Forschungsinteressen

  • Frühneuzeitliche Wissenschafts- und Medizingeschichte
  • Geschichte der frühneuzeitlichen Jesuitenphilosophie
  • Geschichte der Zensur
  • Digital Humanities
  • Philologie in Bezug auf die Wissenschaftsgeschichte

Publikationen (Auswahl)

Christoph Sander hat zahlreiche Beiträge zu verschiedenen Themen der frühneuzeitlichen Wissenschafts- und Philosophiegeschichte veröffentlicht. Eine Liste seiner Veröffentlichungen finden Sie auf seiner persönlichen Website und seinem academia-Profile.

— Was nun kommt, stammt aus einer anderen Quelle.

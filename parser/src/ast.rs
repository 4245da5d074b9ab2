//! Abstract Syntax Tree types for constraint expressions.

use regex_lite::Regex;
use std::fmt;

/// Source location for error reporting.
#[derive(Debug, Clone, Copy, PartialEq, Eq, Default)]
pub struct Span {
    pub start: usize,
    pub end: usize,
    pub line: usize,
    pub column: usize,
}

impl Span {
    pub fn new(start: usize, end: usize, line: usize, column: usize) -> Self {
        Self {
            start,
            end,
            line,
            column,
        }
    }
}

// ==================== EXPRESSIONS ====================

/// Expression types.
#[derive(Debug, Clone, PartialEq)]
pub enum Expr {
    /// Literal value
    Literal(Literal),
    /// One of the context roots: this, block, root
    Root(Root, Span),
    /// Field access: expr.name
    Field(Box<Expr>, String, Span),
    /// Index access: expr[index]
    Index(Box<Expr>, Box<Expr>, Span),
    /// Binary operation
    BinaryOp(BinaryOp, Box<Expr>, Box<Expr>, Span),
    /// Chained comparison: a < b <= c
    Compare(Box<Expr>, Vec<(CompareOp, Expr)>, Span),
    /// Unary operation
    UnaryOp(UnaryOp, Box<Expr>, Span),
    /// Regular expression match against a pattern compiled at parse time
    Matches(Box<Expr>, Pattern, Span),
    /// Intrinsic call, also produced by filter pipes: x|f(a) is f(x, a)
    FnCall(FnCall),
    /// List literal: [a, b, c]
    List(Vec<Expr>, Span),
}

impl Expr {
    pub fn span(&self) -> Span {
        match self {
            Expr::Literal(lit) => lit.span,
            Expr::Root(_, span) => *span,
            Expr::Field(_, _, span) => *span,
            Expr::Index(_, _, span) => *span,
            Expr::BinaryOp(_, _, _, span) => *span,
            Expr::Compare(_, _, span) => *span,
            Expr::UnaryOp(_, _, span) => *span,
            Expr::Matches(_, _, span) => *span,
            Expr::FnCall(fc) => fc.span,
            Expr::List(_, span) => *span,
        }
    }

    /// Visit this expression and every sub-expression, pre-order, left to right.
    pub fn walk<'a>(&'a self, f: &mut impl FnMut(&'a Expr)) {
        f(self);
        match self {
            Expr::Literal(_) | Expr::Root(_, _) => {}
            Expr::Field(base, _, _) => base.walk(f),
            Expr::Index(base, index, _) => {
                base.walk(f);
                index.walk(f);
            }
            Expr::BinaryOp(_, left, right, _) => {
                left.walk(f);
                right.walk(f);
            }
            Expr::Compare(first, rest, _) => {
                first.walk(f);
                for (_, operand) in rest {
                    operand.walk(f);
                }
            }
            Expr::UnaryOp(_, operand, _) => operand.walk(f),
            Expr::Matches(operand, _, _) => operand.walk(f),
            Expr::FnCall(fc) => {
                for arg in &fc.args {
                    arg.walk(f);
                }
            }
            Expr::List(items, _) => {
                for item in items {
                    item.walk(f);
                }
            }
        }
    }

    /// Names of the fields reached directly through a root, in textual order
    /// without duplicates. `block.a.b` and `block["a"]` both yield `a`.
    pub fn root_references(&self, root: Root) -> Vec<&str> {
        let mut names: Vec<&str> = Vec::new();
        self.walk(&mut |expr| {
            let name = match expr {
                Expr::Field(base, name, _) if base.is_root(root) => Some(name.as_str()),
                Expr::Index(base, index, _) if base.is_root(root) => match index.as_ref() {
                    Expr::Literal(Literal {
                        kind: LiteralKind::String(name),
                        ..
                    }) => Some(name.as_str()),
                    _ => None,
                },
                _ => None,
            };
            if let Some(name) = name {
                if !names.contains(&name) {
                    names.push(name);
                }
            }
        });
        names
    }

    /// Returns true if any sub-expression uses the given root.
    pub fn uses_root(&self, root: Root) -> bool {
        let mut found = false;
        self.walk(&mut |expr| {
            if expr.is_root(root) {
                found = true;
            }
        });
        found
    }

    /// Returns true if the root is read as a whole rather than only through
    /// `root.name` or `root["name"]`, as in `block|values`, `block[this]` or
    /// `'x' in block`.
    pub fn reads_whole_root(&self, root: Root) -> bool {
        if !self.uses_root(root) {
            return false;
        }
        let mut uses = 0;
        let mut named = 0;
        self.walk(&mut |expr| match expr {
            Expr::Root(r, _) if *r == root => uses += 1,
            Expr::Field(base, _, _) if base.is_root(root) => named += 1,
            Expr::Index(base, index, _) if base.is_root(root) => {
                if matches!(
                    index.as_ref(),
                    Expr::Literal(Literal {
                        kind: LiteralKind::String(_),
                        ..
                    })
                ) {
                    named += 1;
                }
            }
            _ => {}
        });
        uses > named
    }

    fn is_root(&self, root: Root) -> bool {
        matches!(self, Expr::Root(r, _) if *r == root)
    }
}

/// Context roots an expression can start a path from.
#[derive(Debug, Clone, Copy, PartialEq, Eq, Hash)]
pub enum Root {
    /// The value the constraint is attached to.
    This,
    /// The object enclosing the constrained field.
    Block,
    /// The top-level value of the validation call.
    Root,
}

impl fmt::Display for Root {
    fn fmt(&self, f: &mut fmt::Formatter<'_>) -> fmt::Result {
        match self {
            Root::This => write!(f, "this"),
            Root::Block => write!(f, "block"),
            Root::Root => write!(f, "root"),
        }
    }
}

/// Literal values.
#[derive(Debug, Clone, PartialEq)]
pub struct Literal {
    pub kind: LiteralKind,
    pub span: Span,
}

#[derive(Debug, Clone, PartialEq)]
pub enum LiteralKind {
    Null,
    Bool(bool),
    Int(i64),
    Float(f64),
    String(String),
}

impl fmt::Display for LiteralKind {
    fn fmt(&self, f: &mut fmt::Formatter<'_>) -> fmt::Result {
        match self {
            LiteralKind::Null => write!(f, "null"),
            LiteralKind::Bool(b) => write!(f, "{}", b),
            LiteralKind::Int(i) => write!(f, "{}", i),
            LiteralKind::Float(fl) => write!(f, "{}", fl),
            LiteralKind::String(s) => write!(f, "\"{}\"", s),
        }
    }
}

/// Binary operators.
#[derive(Debug, Clone, Copy, PartialEq, Eq)]
pub enum BinaryOp {
    // Arithmetic
    Add,
    Sub,
    Mul,
    Div,
    Mod,
    // Logical (short-circuit)
    And,
    Or,
    // Membership
    In,
    NotIn,
}

impl fmt::Display for BinaryOp {
    fn fmt(&self, f: &mut fmt::Formatter<'_>) -> fmt::Result {
        match self {
            BinaryOp::Add => write!(f, "+"),
            BinaryOp::Sub => write!(f, "-"),
            BinaryOp::Mul => write!(f, "*"),
            BinaryOp::Div => write!(f, "/"),
            BinaryOp::Mod => write!(f, "%"),
            BinaryOp::And => write!(f, "and"),
            BinaryOp::Or => write!(f, "or"),
            BinaryOp::In => write!(f, "in"),
            BinaryOp::NotIn => write!(f, "not in"),
        }
    }
}

/// Comparison operators, chainable.
#[derive(Debug, Clone, Copy, PartialEq, Eq)]
pub enum CompareOp {
    Eq,
    NotEq,
    Lt,
    LtEq,
    Gt,
    GtEq,
}

impl fmt::Display for CompareOp {
    fn fmt(&self, f: &mut fmt::Formatter<'_>) -> fmt::Result {
        match self {
            CompareOp::Eq => write!(f, "=="),
            CompareOp::NotEq => write!(f, "!="),
            CompareOp::Lt => write!(f, "<"),
            CompareOp::LtEq => write!(f, "<="),
            CompareOp::Gt => write!(f, ">"),
            CompareOp::GtEq => write!(f, ">="),
        }
    }
}

/// Unary operators.
#[derive(Debug, Clone, Copy, PartialEq, Eq)]
pub enum UnaryOp {
    Not,
    Neg,
}

/// Intrinsic function call.
#[derive(Debug, Clone, PartialEq)]
pub struct FnCall {
    pub name: String,
    pub args: Vec<Expr>,
    pub span: Span,
}

/// A regular expression compiled once when the expression is parsed.
#[derive(Debug, Clone)]
pub struct Pattern {
    source: String,
    regex: Regex,
}

impl Pattern {
    pub fn new(source: impl Into<String>) -> Result<Self, regex_lite::Error> {
        let source = source.into();
        let regex = Regex::new(&source)?;
        Ok(Self { source, regex })
    }

    pub fn source(&self) -> &str {
        &self.source
    }

    /// Unanchored search, like Python's `re.search`.
    pub fn is_match(&self, text: &str) -> bool {
        self.regex.is_match(text)
    }
}

impl PartialEq for Pattern {
    fn eq(&self, other: &Self) -> bool {
        self.source == other.source
    }
}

Publikationen (OPAC-Recherche)

Vita

Christoph Sander studierte Philosophie und Deutsche Sprachwissenschaft an der Universität Freiburg und der Humboldt-Universität Berlin. Im Jahr 2019 promovierte er an der Technischen Universität Berlin mit einer Arbeit über die Konzepte des Magnetismus in der Frühen Neuzeit.

Seit Oktober 2019 ist Christoph Sander Post-Doc in der Forschungsgruppe Visualizing Science in Media Revolutions unter der Leitung von Sietske Fransen. In seinem Projekt untersucht er die Herstellung, Typologie und Verwendung von Diagrammen in der frühneuzeitlichen Wissenschaft. Seine Fallstudie wird sich auf vormoderne (1300–1650) Versuche konzentrieren, den Magnetismus durch Diagramme darzustellen und damit als Blaupause für andere historische Forschungsgebiete dienen.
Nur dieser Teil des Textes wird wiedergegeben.